Court Opinion

ID: 2308609
Source: CourtListenerOpinion
Date Created: 2013-10-30 09:02:41.354275+00
Date Added: 2024-06-11T07:27:05.520799
License: Public Domain

410 F. Supp. 1051 (1976)
Odell RAYFORD, Sr., et al.
v.
UNITED STATES of America.
No. 75-267-NA-CV.
United States District Court, M. D. Tennessee, Nashville Division.
February 2, 1976.
Robert L. Echols, Nashville, Tenn., Kenneth B. Baim, Pine Bluff, Ark., for plaintiffs.

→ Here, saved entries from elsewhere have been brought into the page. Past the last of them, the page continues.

//! Shared types passed between the catalog, the orchestrator and the renderers.
//!
//! Everything here is plain data. Face regions and photo dimensions come from
//! the catalog and are never mutated by the engine.

use serde::{Deserialize, Serialize};
use std::path::{Path, PathBuf};

/// Video container extensions accepted as thumbnail sources.
const VIDEO_EXTENSIONS: &[&str] = &["mp4", "webm", "ogv", "ogg"];

/// The three families of derived artifact.
///
/// The kind decides the path template (mirrored transcoded tree vs. flat
/// faces directory) and whether a crop rectangle is computed.
#[derive(Debug, Clone, Copy, PartialEq, Eq, Hash)]
pub enum ArtifactKind {
    SizedThumbnail,
    ConvertedPhoto,
    PersonFaceThumbnail,
}

/// What kind of media a render job reads from.
#[derive(Debug, Clone, Copy, PartialEq, Eq, Hash, Serialize, Deserialize)]
#[serde(rename_all = "lowercase")]
pub enum SourceKind {
    Photo,
    Video,
}

impl SourceKind {
    /// Classify a media file by extension (case-insensitive).
    ///
    /// Returns `None` for files that are neither a decodable photo nor a
    /// supported video container.
    pub fn from_path(path: &Path) -> Option<Self> {
        let ext = path.extension()?.to_str()?.to_ascii_lowercase();
        if crate::imaging::supported_input_extensions().contains(&ext.as_str()) {
            Some(SourceKind::Photo)
        } else if VIDEO_EXTENSIONS.contains(&ext.as_str()) {
            Some(SourceKind::Video)
        } else {
            None
        }
    }
}

/// Pixel dimensions of a source image.
#[derive(Debug, Clone, Copy, PartialEq, Eq, Serialize, Deserialize)]
pub struct Dimensions {
    pub width: u32,
    pub height: u32,
}

/// Bounding box of a detected face, in source-image pixels.
#[derive(Debug, Clone, Copy, PartialEq, Eq, Serialize, Deserialize)]
pub struct FaceBox {
    pub left: u32,
    pub top: u32,
    pub width: u32,
    pub height: u32,
}

/// A named face on a photo, as reported by the catalog.
#[derive(Debug, Clone, PartialEq, Eq, Serialize, Deserialize)]
pub struct FaceRegion {
    pub name: String,
    #[serde(rename = "box")]
    pub face_box: FaceBox,
}

/// Catalog view of a photo needed to cut a person thumbnail.
#[derive(Debug, Clone, PartialEq, Serialize, Deserialize)]
pub struct PhotoInfo {
    /// Absolute path of the source file.
    pub path: PathBuf,
    pub dimensions: Dimensions,
    #[serde(default)]
    pub faces: Vec<FaceRegion>,
}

*1052 Charles H. Anderson, U. S. Atty., Nashville, Tenn., James P. Klapps, Trial Atty., Dept. of Justice, Washington, D.C., for defendant.

MEMORANDUM
MORTON, District Judge.
This action is brought against the United States under the Federal Tort Claims Act, 28 U.S.C. §§ 1346(b), 2671, et seq., to recover damages for personal injury and wrongful death resulting from an automobile accident on July 27, 1973. The accident allegedly occurred when plaintiffs' automobile struck the edge of a concrete island and traveled out of control into a bridge guardrail along a portion of interstate highway in the State of Tennessee.

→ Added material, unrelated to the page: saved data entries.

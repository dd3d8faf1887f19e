//! Long-lived worker threads pulling from a shared FIFO queue.
//!
//! Workers do not catch renderer panics. A panic unwinds the worker thread;
//! on the way out, the in-flight guard spawns a replacement worker and then
//! resolves the job's handle with [`ExecutorError::WorkerCrashed`], so
//! capacity is restored before the caller sees the failure.
//!
//! If a replacement cannot be spawned the pool shrinks. Once no worker is
//! left, queued jobs and new submissions resolve with
//! [`ExecutorError::WorkerUnavailable`] instead of waiting forever.
//!
//! Dropping the executor asks workers to exit once the queue is empty.

use super::{Completion, ExecutorError, JobExecutor, JobHandle, completion_pair};
use crate::imaging::{RenderJob, Renderer};
use parking_lot::{Condvar, Mutex};
use std::collections::VecDeque;
use std::io;
use std::path::PathBuf;
use std::sync::Arc;
use std::sync::atomic::{AtomicUsize, Ordering};
use std::thread;
use tracing::{debug, error, warn};

struct Envelope {
    job: RenderJob,
    done: Completion,
}

#[derive(Default)]
struct Queue {
    jobs: VecDeque<Envelope>,
    shutdown: bool,
}

struct Shared {
    queue: Mutex<Queue>,
    available: Condvar,
    renderer: Arc<dyn Renderer>,
    live: AtomicUsize,
    next_id: AtomicUsize,
    #[cfg(test)]
    refuse_respawn: std::sync::atomic::AtomicBool,
}

pub struct WorkerPoolExecutor {
    shared: Arc<Shared>,
    capacity: usize,
}

impl WorkerPoolExecutor {
    pub fn new(capacity: usize, renderer: Arc<dyn Renderer>) -> Result<Self, ExecutorError> {
        let capacity = capacity.max(1);
        let shared = Arc::new(Shared {
            queue: Mutex::new(Queue::default()),
            available: Condvar::new(),
            renderer,
            live: AtomicUsize::new(0),
            next_id: AtomicUsize::new(0),
            #[cfg(test)]
            refuse_respawn: std::sync::atomic::AtomicBool::new(false),
        });

        let executor = Self { shared, capacity };
        for _ in 0..capacity {
            // On error, dropping `executor` shuts down the workers already started
            spawn_worker(&executor.shared)
                .map_err(|e| ExecutorError::Pool(format!("cannot spawn render worker: {e}")))?;
        }
        debug!(capacity, "render workers started");
        Ok(executor)
    }

    /// Worker threads currently alive.
    pub fn live_workers(&self) -> usize {
        self.shared.live.load(Ordering::SeqCst)
    }
}

impl JobExecutor for WorkerPoolExecutor {
    fn submit(&self, job: RenderJob) -> JobHandle {
        let mut queue = self.shared.queue.lock();
        if self.shared.live.load(Ordering::SeqCst) == 0 {
            return JobHandle::resolved(Err(ExecutorError::WorkerUnavailable));
        }

        let (done, handle) = completion_pair();
        queue.jobs.push_back(Envelope { job, done });
        drop(queue);
        self.shared.available.notify_one();
        handle
    }

    fn capacity(&self) -> usize {
        self.capacity
    }
}

impl Drop for WorkerPoolExecutor {
    fn drop(&mut self) {
        self.shared.queue.lock().shutdown = true;
        self.shared.available.notify_all();
    }
}

/// Start one worker. Counts it as live before the thread exists so callers
/// never observe a transient dip.
fn spawn_worker(shared: &Arc<Shared>) -> io::Result<()> {
    if respawn_refused(shared) {
        return Err(io::Error::other("respawn refused"));
    }

    let id = shared.next_id.fetch_add(1, Ordering::SeqCst);
    shared.live.fetch_add(1, Ordering::SeqCst);
    let worker_shared = Arc::clone(shared);
    let spawned = thread::Builder::new()
        .name(format!("render-worker-{id}"))
        .spawn(move || worker_loop(worker_shared));

    if let Err(e) = spawned {
        shared.live.fetch_sub(1, Ordering::SeqCst);
        return Err(e);
    }
    Ok(())
}

#[cfg(test)]
fn respawn_refused(shared: &Shared) -> bool {
    shared.refuse_respawn.load(Ordering::SeqCst)
}

#[cfg(not(test))]
fn respawn_refused(_shared: &Shared) -> bool {
    false
}

fn worker_loop(shared: Arc<Shared>) {
    loop {
        let envelope = {
            let mut queue = shared.queue.lock();
            loop {
                if let Some(envelope) = queue.jobs.pop_front() {
                    break Some(envelope);
                }
                if queue.shutdown {
                    break None;
                }
                shared.available.wait(&mut queue);
            }
        };

        let Some(Envelope { job, done }) = envelope else {
            shared.live.fetch_sub(1, Ordering::SeqCst);
            return;
        };

        let guard = InFlight {
            shared: &shared,
            done: Some(done),
            source: job.source.clone(),
        };
        let result = shared.renderer.render(&job).map_err(ExecutorError::from);
        guard.finish(result);
    }
}

/// Owns the completion of the job a worker is rendering.
///
/// If the worker unwinds, `Drop` replaces the worker and reports the crash.
struct InFlight<'a> {
    shared: &'a Arc<Shared>,
    done: Option<Completion>,
    source: PathBuf,
}

impl InFlight<'_> {
    fn finish(mut self, result: Result<(), ExecutorError>) {
        if let Some(done) = self.done.take() {
            done.complete(result);
        }
    }
}

impl Drop for InFlight<'_> {
    fn drop(&mut self) {
        if !thread::panicking() {
            return;
        }
        let Some(done) = self.done.take() else {
            return;
        };

        let worker = thread::current().name().unwrap_or("render-worker").to_string();
        warn!(%worker, source = %self.source.display(), "render worker crashed");

        self.shared.live.fetch_sub(1, Ordering::SeqCst);
        let shutting_down = self.shared.queue.lock().shutdown;
        if !shutting_down {
            if let Err(e) = spawn_worker(self.shared) {
                error!(error = %e, "cannot replace crashed render worker");
                fail_queue_if_no_workers(self.shared);
            }
        }

        done.complete(Err(ExecutorError::WorkerCrashed(format!(
            "{} panicked while rendering {}",
            worker,
            self.source.display()
        ))));
    }
}

/// With no live worker, nothing will ever pop the queue: fail what is there.
fn fail_queue_if_no_workers(shared: &Shared) {
    let drained: Vec<Envelope> = {
        let mut queue = shared.queue.lock();
        if shared.live.load(Ordering::SeqCst) > 0 {
            return;
        }
        queue.jobs.drain(..).collect()
    };
    for envelope in drained {
        envelope.done.complete(Err(ExecutorError::WorkerUnavailable));
    }
}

Suit against the United States under the Federal Tort Claims Act is predicated upon the alleged negligent design, construction, approval and maintenance of the segment of Interstate Highways I-40 and I-24/65 involved in the accident.
The highways were constructed by the State of Tennessee as a Federal-Aid Highway funded pursuant to the provisions of 23 U.S.C. § 101, et seq.
The Government has filed a motion for summary judgment with affidavits attached, seeking dismissal of the complaint on two grounds. The first asserts that no private cause of action is created by the provisions of 23 U.S.C. § 101, et seq. The second is that the allegations of the complaint fall within the provisions of the discretionary function exception to the Federal Tort Claims Act, 28 U.S.C. § 2680(a).
Pretermitting the first question, the court determines that the Federal Tort Claims Act did not withdraw immunity for the alleged delinquencies specified in the complaint.
None of the cases cited by plaintiff in support of its position are apposite. All of them involve situations wherein the United States undertook to perform services of a direct operational nature (such as air traffic control, fire-fighting, bouy tending, and lighthouse operation). The relatively passive role of the United States under the Federal-Aid Highway Act is, by contrast, insufficient to bring it within the liability provisions of the Federal Tort Claims Act.
In accordance with the rationale of Mahler v. United States, 306 F.2d 713 (3rd Cir. 1962); Daniel v. United States, 426 F.2d 281 (5th Cir. 1970); Delgadillo v. Elledge, 337 F. Supp. 827 (E.D.Ark. 1972), this court concludes that the activities of the Secretary fall within the discretionary function exception of the Federal Tort Claims Act, 28 U.S.C. § 2680(a). This being so, the case must be dismissed. See also Miller v. United States, 522 F.2d 386 (6th Cir., 1975), affirming, D.C., 378 F. Supp. 1147.
An order will be entered dismissing this cause.